Bevern: 15-Jähriger rast bei Polizeiflucht mit 180 km/h in Mauer – zwei Mädchen verletzt

(Symbolbild)

Bei einem Verkehrsunfall in Bevern sind in der Nacht zu Dienstag zwei minderjährige Mädchen verletzt worden. Ein 15-Jähriger war nach einer Polizeikontrolle geflüchtet und mit bis zu 180 km/h durch den Ort gerast, bevor er die Kontrolle über das Auto verlor.

Nach allem, was die Ermittler bisher wissen, wollten Polizisten am Montagabend gegen 23:47 Uhr einen Wagen in Holzminden auf der Allersheimer Straße stoppen. Der Grund: Der Fahrer war zu schnell unterwegs. Der Autofahrer entzog sich jedoch der Kontrolle und setzte seine Fahrt mit deutlich überhöhter Geschwindigkeit fort. Außerhalb geschlossener Ortschaften erreichte er Geschwindigkeiten von etwa 160 km/h, im Ortsbereich Bevern raste er mit nahezu 180 km/h weiter.

An der Kreuzung Holzmindener Straße / Forster Straße verlor der Autofahrer schließlich die Kontrolle über das Fahrzeug. Der Wagen prallte gegen eine Mauer und wurde anschließend gegen zwei geparkte Fahrzeuge geschleudert.
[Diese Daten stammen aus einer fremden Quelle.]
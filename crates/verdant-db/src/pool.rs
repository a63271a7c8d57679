//! Database connection pool management.

use std::time::Duration;

use sqlx::postgres::{PgPool, PgPoolOptions};

use crate::error::DbError;

/// Default maximum number of pooled connections.
pub const DEFAULT_MAX_CONNECTIONS: u32 = 10;

/// Default timeout when acquiring a connection from the pool.
pub const DEFAULT_ACQUIRE_TIMEOUT_SECS: u64 = 5;

/// A `PostgreSQL` connection pool with sane defaults for the platform.
#[derive(Debug, Clone)]
pub struct DbPool {
    pool: PgPool,
}

impl DbPool {
    /// Connect to the database with default pool settings.
    ///
    /// # Errors
    ///
    /// Returns `DbError::ConnectionFailed` if the database is unreachable
    /// or the credentials are invalid.
    pub async fn connect(database_url: &str) -> Result<Self, DbError> {
        Self::connect_with(database_url, DEFAULT_MAX_CONNECTIONS).await
    }

    /// Connect with an explicit connection limit.
    ///
    /// # Errors
    ///
    /// Returns `DbError::ConnectionFailed` if the connection cannot be
    /// established.
    pub async fn connect_with(database_url: &str, max_connections: u32) -> Result<Self, DbError> {
        let pool = PgPoolOptions::new()
            .max_connections(max_connections)
            .acquire_timeout(Duration::from_secs(DEFAULT_ACQUIRE_TIMEOUT_SECS))
            .connect(database_url)
            .await
            .map_err(DbError::ConnectionFailed)?;

        Ok(Self { pool })
    }

    /// Access the underlying `sqlx` pool.
    #[must_use]
    pub fn inner(&self) -> &PgPool {
        &self.pool
    }

    /// Consume the wrapper and return the underlying pool.
    #[must_use]
    pub fn into_inner(self) -> PgPool {
        self.pool
    }
}
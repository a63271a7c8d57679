//! Error types for the scheduling core.

use thiserror::Error;
use uuid::Uuid;

/// Result alias for scheduling operations.
pub type Result<T> = std::result::Result<T, SchedulingError>;

/// Errors produced by the scheduling and escalation core.
#[derive(Debug, Error)]
pub enum SchedulingError {
    /// A frequency value could not be interpreted. Fatal to the single
    /// calculation; never retried.
    #[error("Invalid frequency: {0}")]
    InvalidFrequency(String),

    /// A date computation produced no representable date.
    #[error("Date arithmetic failed for {0}")]
    DateOutOfRange(String),

    /// Underlying database failure.
    #[error("Database error: {0}")]
    Database(#[from] sqlx::Error),

    /// Input failed validation.
    #[error("Validation error: {0}")]
    Validation(String),

    /// Escalation workflow not found.
    #[error("Escalation workflow not found: {0}")]
    WorkflowNotFound(Uuid),

    /// Obligation not found.
    #[error("Obligation not found: {0}")]
    ObligationNotFound(Uuid),
}

#[cfg(test)]
mod tests {
    use super::*;

    #[test]
    fn test_invalid_frequency_display() {
        let err = SchedulingError::InvalidFrequency("fortnightly".to_string());
        assert_eq!(err.to_string(), "Invalid frequency: fortnightly");
    }
}
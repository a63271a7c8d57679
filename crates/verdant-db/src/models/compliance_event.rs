//! Compliance event model.
//!
//! Domain events recorded by the wider platform (document ingested, evidence
//! uploaded, permit issued). Event-based trigger rules fire when at least one
//! matching event occurred since the rule's last execution.

use chrono::{DateTime, Utc};
use serde::{Deserialize, Serialize};
use sqlx::FromRow;
use uuid::Uuid;

/// A recorded domain event.
#[derive(Debug, Clone, FromRow, Serialize, Deserialize)]
pub struct ComplianceEvent {
    /// Unique identifier for the event.
    pub id: Uuid,

    /// The company the event belongs to.
    pub company_id: Uuid,

    /// Event type string matched against trigger expressions.
    pub event_type: String,

    /// Entity the event refers to, if any.
    pub entity_id: Option<Uuid>,

    /// When the event occurred.
    pub occurred_at: DateTime<Utc>,

    /// Additional context.
    pub payload: serde_json::Value,
}

impl ComplianceEvent {
    /// Record a new event.
    pub async fn record(
        pool: &sqlx::PgPool,
        company_id: Uuid,
        event_type: &str,
        entity_id: Option<Uuid>,
        payload: serde_json::Value,
    ) -> Result<Self, sqlx::Error> {
        sqlx::query_as(
            r#"
            INSERT INTO compliance_events (company_id, event_type, entity_id, payload)
            VALUES ($1, $2, $3, $4)
            RETURNING *
            "#,
        )
        .bind(company_id)
        .bind(event_type)
        .bind(entity_id)
        .bind(&payload)
        .fetch_one(pool)
        .await
    }

    /// Count events of a type that occurred after `since` (or ever, when a
    /// rule has never executed).
    pub async fn count_matching_since(
        pool: &sqlx::PgPool,
        company_id: Uuid,
        event_type: &str,
        since: Option<DateTime<Utc>>,
    ) -> Result<i64, sqlx::Error> {
        sqlx::query_scalar(
            r#"
            SELECT COUNT(*) FROM compliance_events
            WHERE company_id = $1
              AND event_type = $2
              AND ($3::timestamptz IS NULL OR occurred_at > $3)
            "#,
        )
        .bind(company_id)
        .bind(event_type)
        .bind(since)
        .fetch_one(pool)
        .await
    }
}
Der Fahrer sowie ein weiterer männlicher Insasse flüchteten unmittelbar nach dem Unfall zu Fuß in unbekannte Richtung. Vor Ort konnten zwei minderjährige Mädchen angetroffen werden, die sich als Mitfahrerinnen im verunfallten Fahrzeug befunden hatten. Beide wurden zur weiteren medizinischen Versorgung mit Rettungswagen in ein Krankenhaus gebracht.

Da Verletzungen bei den flüchtigen Personen nicht ausgeschlossen werden konnten, wurde die Polizeihubschrauberstaffel Niedersachsen zur Unterstützung der Fahndungsmaßnahmen angefordert. Die ersten Ermittlungen zum Unfallverursacher führten zu einem 15-jährigen Jugendlichen aus dem Landkreis Höxter.

Gegen den Jugendlichen wurden diverse Verfahren eingeleitet, unter anderem wegen eines verbotenen Kraftfahrzeugrennens, fahrlässiger Körperverletzung, Gefährdung des Straßenverkehrs sowie Verkehrsunfallflucht.